3 февраля 2015Общество
157

«Кто-то представляет себя Анной Карениной. Светлана тоже могла представить себя кем-то»

Наталия Зотова поговорила с Анатолием Горловым, мужем Светланы Давыдовой, арестованной по обвинению в госизмене

текст: Наталия Зотова
Detailed_picture© Из семейного архива

Непосредственно перед нашим разговором Анатолий получил повестку о вызове на допрос в качестве свидетеля утром 3 февраля. Сестра Светланы тоже получила повестку.

— Вам доходят какие-то весточки от жены? Вы знаете, как она там?

— У Светланы теперь новый адвокат, Иван Павлов. Мы рассчитываем на него. К счастью, получилось встретить опытного человека.

Сегодня первый раз, когда Светлану видят именно адвокаты. Информации о том, как у нее дела, я не получал. Следствие не дало мне ни увидеть ее, ни услышать по телефону. А если я завтра дам свидетельские показания, то уже не смогу посещать жену в СИЗО. У следствия нет цели помочь Светлане. Они пытаются ограничить мой допуск к супруге.

Я вообще всю информацию узнавал только из СМИ, когда ее прежний адвокат Стебенев делал заявления. Но сам я понимаю, что ничего хорошего она не может чувствовать, не на курорте. Все рассказы, что она веселая, я не воспринимаю всерьез. Я знаю свою жену, я представляю, чему она может и не может радоваться.

— Понимаю, что вы уже сто раз всем рассказывали, как к вам пришли с обыском. Вы говорили, что в первый момент приняли ворвавшихся в квартиру оперативников за бандитов. А когда вы поняли, почему они пришли? Светлана вообще вспомнила, о чем речь?

— Ну вот представьте: у вас раздается звонок в дверь. Участковый просит: «Откройте, пожалуйста. Cоседи жалуются на шум». И тут изо всех углов лестничной клетки наваливается масса здоровых мужчин. Заталкивают вас в вашу же квартиру, прижимают к стене, не дают никому позвонить. О чем вы в этот момент сможете вспомнить?

А потом в четырех стенах начинают вас допрашивать. Вам предоставляют адвоката, который уверен, что вы совершили преступление. Могут сказать что угодно — например, что ты 20 лет не увидишь своего малыша. И что надо сознаться, чтобы получить поблажку. А молоко прибывает, грудь болит, и вокруг крепкие дяди с хорошими зарплатами. Как вы будете себя чувствовать? Что вы скажете?

А сам Ленин к какому памятнику Ленину ходил?

— Светлану можно назвать общественным деятелем или активистом? За что боролась Светлана?

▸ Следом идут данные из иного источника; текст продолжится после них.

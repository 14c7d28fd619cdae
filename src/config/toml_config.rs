use crate::domain::ports::ConfigProvider;
use crate::utils::error::{MujiError, Result};
use crate::utils::validation::{
    validate_credential, validate_non_empty_string, validate_path, validate_positive_number,
    validate_url, Validate,
};
use serde::{Deserialize, Serialize};
use std::path::Path;

pub const DEFAULT_WEATHER_ENDPOINT: &str = "https://api.openweathermap.org/data/3.0/onecall";
pub const DEFAULT_RECOMMENDATION_ENDPOINT: &str = "https://api.openai.com/v1/chat/completions";
pub const DEFAULT_MODEL: &str = "gpt-3.5-turbo";

/// 沒有指定設定檔時使用，金鑰一律由環境變數提供
pub const DEFAULT_CONFIG: &str = r#"
[weather]
api_key = "${OPENWEATHER_API_KEY}"

[recommendation]
api_key = "${OPENAI_API_KEY}"

[journal]
"#;

#[derive(Debug, Clone, Serialize, Deserialize)]
pub struct TomlConfig {
    pub weather: WeatherConfig,
    pub recommendation: RecommendationConfig,
    #[serde(default)]
    pub journal: JournalConfig,
}

#[derive(Debug, Clone, Serialize, Deserialize)]
pub struct WeatherConfig {
    #[serde(default = "default_weather_endpoint")]
    pub endpoint: String,
    pub api_key: String,
    #[serde(default = "default_language")]
    pub language: String,
    pub timeout_seconds: Option<u64>,
}

#[derive(Debug, Clone, Serialize, Deserialize)]
pub struct RecommendationConfig {
    #[serde(default = "default_recommendation_endpoint")]
    pub endpoint: String,
    pub api_key: String,
    #[serde(default = "default_model")]
    pub model: String,
    pub system_prompt: Option<String>,
    pub timeout_seconds: Option<u64>,
}

#[derive(Debug, Clone, Serialize, Deserialize)]
pub struct JournalConfig {
    #[serde(default = "default_journal_path")]
    pub path: String,
}

impl Default for JournalConfig {
    fn default() -> Self {
        Self {
            path: default_journal_path(),
        }
    }
}

fn default_weather_endpoint() -> String {
    DEFAULT_WEATHER_ENDPOINT.to_string()
}

fn default_recommendation_endpoint() -> String {
    DEFAULT_RECOMMENDATION_ENDPOINT.to_string()
}

fn default_language() -> String {
    "kr".to_string()
}

fn default_model() -> String {
    DEFAULT_MODEL.to_string()
}

fn default_journal_path() -> String {
    "./muji-data".to_string()
}

impl TomlConfig {
    /// 從 TOML 檔案載入配置
    pub fn from_file<P: AsRef<Path>>(path: P) -> Result<Self> {
        let content = std::fs::read_to_string(&path).map_err(MujiError::IoError)?;
        Self::from_toml_str(&content)
    }

    /// 有路徑就讀檔，否則使用內建預設值
    pub fn load(path: Option<&Path>) -> Result<Self> {
        match path {
            Some(path) => Self::from_file(path),
            None => Self::from_toml_str(DEFAULT_CONFIG),
        }
    }

    /// 從 TOML 字串解析配置
    pub fn from_toml_str(content: &str) -> Result<Self> {
        let processed_content = Self::substitute_env_vars(content)?;

        toml::from_str(&processed_content).map_err(|e| MujiError::ConfigValidationError {
            field: "toml_parsing".to_string(),
            message: format!("TOML parsing error: {}", e),
        })
    }

    /// 替換環境變數 (例如 ${OPENAI_API_KEY})；未設定的變數保留原樣，交給驗證處理
    fn substitute_env_vars(content: &str) -> Result<String> {
        use regex::Regex;
        let re = Regex::new(r"\$\{([^}]+)\}").map_err(|e| MujiError::ConfigError {
            message: format!("invalid placeholder pattern: {}", e),
        })?;

        let result = re.replace_all(content, |caps: &regex::Captures| {
            let var_name = &caps[1];
            std::env::var(var_name).unwrap_or_else(|_| format!("${{{}}}", var_name))
        });

        Ok(result.to_string())
    }

    /// 驗證配置的合理性；金鑰缺少時在這裡就失敗，不等到第一次請求
    pub fn validate_config(&self) -> Result<()> {
        validate_url("weather.endpoint", &self.weather.endpoint)?;
        validate_credential("weather.api_key", &self.weather.api_key)?;
        validate_non_empty_string("weather.language", &self.weather.language)?;
        if let Some(timeout) = self.weather.timeout_seconds {
            validate_positive_number("weather.timeout_seconds", timeout, 1)?;
        }

        validate_url("recommendation.endpoint", &self.recommendation.endpoint)?;
        validate_credential("recommendation.api_key", &self.recommendation.api_key)?;
        validate_non_empty_string("recommendation.model", &self.recommendation.model)?;
        if let Some(timeout) = self.recommendation.timeout_seconds {
            validate_positive_number("recommendation.timeout_seconds", timeout, 1)?;
        }

        validate_path("journal.path", &self.journal.path)?;

        Ok(())
    }
}

impl ConfigProvider for TomlConfig {
    fn weather_endpoint(&self) -> &str {
        &self.weather.endpoint
    }

    fn weather_api_key(&self) -> &str {
        &self.weather.api_key
    }

    fn weather_language(&self) -> &str {
        &self.weather.language
    }

    fn weather_timeout_seconds(&self) -> Option<u64> {
        self.weather.timeout_seconds
    }

    fn recommendation_endpoint(&self) -> &str {
        &self.recommendation.endpoint
    }

    fn recommendation_api_key(&self) -> &str {
        &self.recommendation.api_key
    }

    fn recommendation_model(&self) -> &str {
        &self.recommendation.model
    }

    fn system_prompt(&self) -> Option<&str> {
        self.recommendation.system_prompt.as_deref()
    }

    fn recommendation_timeout_seconds(&self) -> Option<u64> {
        self.recommendation.timeout_seconds
    }

    fn journal_path(&self) -> &str {
        &self.journal.path
    }
}

impl Validate for TomlConfig {
    fn validate(&self) -> Result<()> {
        self.validate_config()
    }
}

— Не то чтобы она какой-то там деятель… Но она гражданин с активной жизненной позицией, она не пройдет мимо чужой беды, она будет отстаивать свою семью — в этом я уверен. Хороший человек, хорошая мать, хорошая жена — может, лучшая во всем свете. Вот в 2009 году на водозаборной станции в городе случалась авария за аварией. И Светлана начала обращаться во все инстанции, поняв, что на местном уровне ничего не решить, дошла до Управления делами президента — и тогда эта проблема стала решаться, воду перестали все время отключать. Благодаря таким, как она, у всего города есть вода. Светлана сейчас активнее меня — как оказалось, к сожалению.

— Вы вместе с ней состояли в КПРФ? Можно назвать вас коммунистами?

— Можно назвать хоть горшком, только в печь не ставьте. Некоторых можно назвать коммунистами только потому, что они к памятнику Ленину ходят цветы класть. А сам Ленин к какому памятнику Ленину ходил? Я не настроен самоопределяться, мне семью надо защитить.

— А сейчас вы в «Справедливой России» состоите?

— Да, я член партии, я поддерживал ее депутатов на всех выборах. Но моя личная позиция не совсем совпадает с позицией руководства. Посмотрите хотя бы, как «СР» голосует в Думе насчет всех этих новых законов. Так что рассчитывать на защиту партии не приходится. Но если в КПРФ сразу делают оргвыводы, если голосуешь не как остальные, то в «СР» хотя бы готовы к диалогу внутри партии, и это не приводит к репрессиям.

Насколько я знаю, бывшие коллеги по КПРФ плохо отзываются о Светлане.

— Когда она была секретарем первичной организации, ее первичка была едва ли не самой эффективно работающей, об этом до сих пор отзывы сохранились. А потом она уехала учиться в Москву и перешла в московскую горорганизацию без всяких конфликтов. Хотя теперь они могут говорить все что угодно: бить того, кого считают слабым, в некоторых кругах очень принято. Считается, что раз человека взяли за госизмену, каждый патриот должен кинуть в него камень.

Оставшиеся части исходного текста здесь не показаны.